На следующий день она не смогла встать. Температура. Слабость. Пульс — еле ощутим. Он вызвал врача — в панике, в ярости, уже тогда начал рычать на охрану, требуя объяснить, почему она вчера "вроде как нормально выглядела", если сегодня она еле дышит.
Диагноз прозвучал, как выстрел.
Кардиомиопатия. Слабое сердце. Системное истощение. Эмоциональное переутомление. Синдром хронической гипоксии.
Хёнджин не понял и половины, но понял главное: её тело — изнутри — предаёт её.
— Это не излечимо? — спросил он глухо.
— Нет. Но можно стабилизировать. Только с полной сменой ритма жизни. Без стресса, без перегрузок. И ни в коем случае — никаких нервных потрясений. Понимаете?
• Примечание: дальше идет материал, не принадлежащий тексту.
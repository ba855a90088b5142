//! Authority client configuration.
//!
//! Selects the authority environment and its base URL. Defaults point at the
//! certification environment. Override via environment variables or explicit
//! construction for production or tests.

use std::time::Duration;

use url::Url;

/// Authority environment.
#[derive(Debug, Clone, Copy, PartialEq, Eq)]
pub enum Environment {
    /// Certification (testing) environment.
    Certification,
    /// Production environment.
    Production,
}

impl Environment {
    /// Default base URL for this environment.
    pub fn default_base_url(&self) -> &'static str {
        match self {
            Self::Certification => "https://maullin.sii.cl",
            Self::Production => "https://palena.sii.cl",
        }
    }

    /// Parse `certification`/`cert` or `production`/`prod`, case-insensitive.
    pub fn parse(s: &str) -> Result<Self, ConfigError> {
        match s.trim().to_ascii_lowercase().as_str() {
            "certification" | "cert" => Ok(Self::Certification),
            "production" | "prod" => Ok(Self::Production),
            _ => Err(ConfigError::InvalidEnvironment(s.to_string())),
        }
    }
}

/// Configuration for talking to the authority.
#[derive(Debug, Clone)]
pub struct SiiConfig {
    /// Environment the base URL belongs to.
    pub environment: Environment,
    /// Base URL every endpoint path is joined to.
    pub base_url: Url,
    /// Request timeout in seconds.
    pub timeout_secs: u64,
    /// Retries after the first attempt for seed and token requests.
    pub max_retries: u32,
    /// First backoff delay in milliseconds; doubles each retry.
    pub retry_base_delay_ms: u64,
}

impl SiiConfig {
    /// Defaults for `environment`.
    pub fn for_environment(environment: Environment) -> Result<Self, ConfigError> {
        Ok(Self {
            environment,
            base_url: parse_url("base_url", environment.default_base_url())?,
            timeout_secs: 30,
            max_retries: 3,
            retry_base_delay_ms: 200,
        })
    }

    /// Load configuration from environment variables.
    ///
    /// Variables:
    /// - `DTE_SII_ENV` (`certification` or `production`, default: `certification`)
    /// - `DTE_SII_BASE_URL` (default: the environment's authority host)
    /// - `DTE_SII_TIMEOUT_SECS` (default: 30)
    /// - `DTE_SII_MAX_RETRIES` (default: 3)
    pub fn from_env() -> Result<Self, ConfigError> {
        let environment = match std::env::var("DTE_SII_ENV") {
            Ok(raw) => Environment::parse(&raw)?,
            Err(_) => Environment::Certification,
        };
        let mut config = Self::for_environment(environment)?;
        if let Ok(raw) = std::env::var("DTE_SII_BASE_URL") {
            config.base_url = parse_url("DTE_SII_BASE_URL", &raw)?;
        }
        config.timeout_secs = env_number("DTE_SII_TIMEOUT_SECS", config.timeout_secs);
        config.max_retries = env_number("DTE_SII_MAX_RETRIES", config.max_retries);
        Ok(config)
    }

    /// Configuration pointing at a local mock server (for testing).
    ///
    /// # Errors
    ///
    /// Returns `ConfigError::InvalidUrl` if the localhost URL cannot be parsed.
    pub fn local_mock(port: u16) -> Result<Self, ConfigError> {
        Ok(Self {
            environment: Environment::Certification,
            base_url: parse_url("localhost", &format!("http://127.0.0.1:{port}"))?,
            timeout_secs: 5,
            max_retries: 2,
            retry_base_delay_ms: 1,
        })
    }

    /// Request timeout.
    pub fn timeout(&self) -> Duration {
        Duration::from_secs(self.timeout_secs)
    }

    /// Absolute URL of `path` under the base URL.
    pub fn endpoint(&self, path: &str) -> Result<Url, ConfigError> {
        self.base_url
            .join(path)
            .map_err(|e| ConfigError::InvalidUrl(path.to_string(), e.to_string()))
    }
}

fn parse_url(var: &str, raw: &str) -> Result<Url, ConfigError> {
    Url::parse(raw).map_err(|e| ConfigError::InvalidUrl(var.to_string(), e.to_string()))
}

fn env_number<T: std::str::FromStr>(var: &str, default: T) -> T {
    std::env::var(var)
        .ok()
        .and_then(|s| s.trim().parse().ok())
        .unwrap_or(default)
}

/// Configuration errors.
#[derive(Debug, thiserror::Error)]
pub enum ConfigError {
    #[error("unknown authority environment {0:?} (expected certification or production)")]
    InvalidEnvironment(String),
    #[error("invalid URL for {0}: {1}")]
    InvalidUrl(String, String),
}

#[cfg(test)]
mod tests {
    use super::*;

    #[test]
    fn local_mock_builds_valid_config() {
        let cfg = SiiConfig::local_mock(9000).unwrap();
        assert_eq!(cfg.base_url.as_str(), "http://127.0.0.1:9000/");
        assert_eq!(cfg.timeout_secs, 5);
        assert_eq!(
            cfg.endpoint("/DTEWS/CrSeed.jws").unwrap().as_str(),
            "http://127.0.0.1:9000/DTEWS/CrSeed.jws"
        );
    }

    #[test]
    fn environments_have_distinct_hosts() {
        let cert = SiiConfig::for_environment(Environment::Certification).unwrap();
        let prod = SiiConfig::for_environment(Environment::Production).unwrap();
        assert_eq!(cert.base_url.host_str(), Some("maullin.sii.cl"));
        assert_eq!(prod.base_url.host_str(), Some("palena.sii.cl"));
    }

    #[test]
    fn environment_parse_accepts_aliases() {
        assert_eq!(Environment::parse("PROD").unwrap(), Environment::Production);
        assert_eq!(Environment::parse(" cert ").unwrap(), Environment::Certification);
        assert!(Environment::parse("staging").is_err());
    }

    #[test]
    fn env_number_falls_back_on_garbage() {
        std::env::set_var("TEST_DTE_SII_BAD_NUMBER", "many");
        let value = env_number("TEST_DTE_SII_BAD_NUMBER", 7u32);
        std::env::remove_var("TEST_DTE_SII_BAD_NUMBER");
        assert_eq!(value, 7);
        assert_eq!(env_number("NONEXISTENT_DTE_VAR_12345", 30u64), 30);
    }
}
Он не ответил. Просто сидел рядом с ней всю ночь. А потом следующую. И ещё одну. Он впервые боялся. По-настоящему.
Арин же... молчала.
В ней не было истерики. Только стыд.
— Я сломалась, — шептала она. — Я испорчена.
— Ты — мой человек, — отвечал он, злясь на неё. — Ты не сломалась. Ты просто хрупкая. Но даже хрусталь может резать, если знать, как держать.
— Ты не должен быть рядом. Я слабость. А ты — огонь.
— Я готов гореть всю жизнь, если это будет освещать тебе путь.
Именно тогда он начал менять всё.
Убрал лишнее. Назначил доверенного заместителя. Сократил количество операций. Поставил врачей в дом. Установил тревожные кнопки в каждой комнате. Даже камеры, чтобы наблюдать за её движениями, если вдруг отлучится. Она смеялась тогда, слабо:
— Я теперь как под наблюдением ФСБ?
— Нет, — отвечал он. — Под защитой Хван Хёнджина.
С тех пор он не позволял ей падать. Ни физически. Ни душой.
Он стал почти параноиком. Но параноиком с золотым сердцем. Потому что единственное, что его действительно пугало — это потерять её. Больше всего. Даже больше, чем смерть.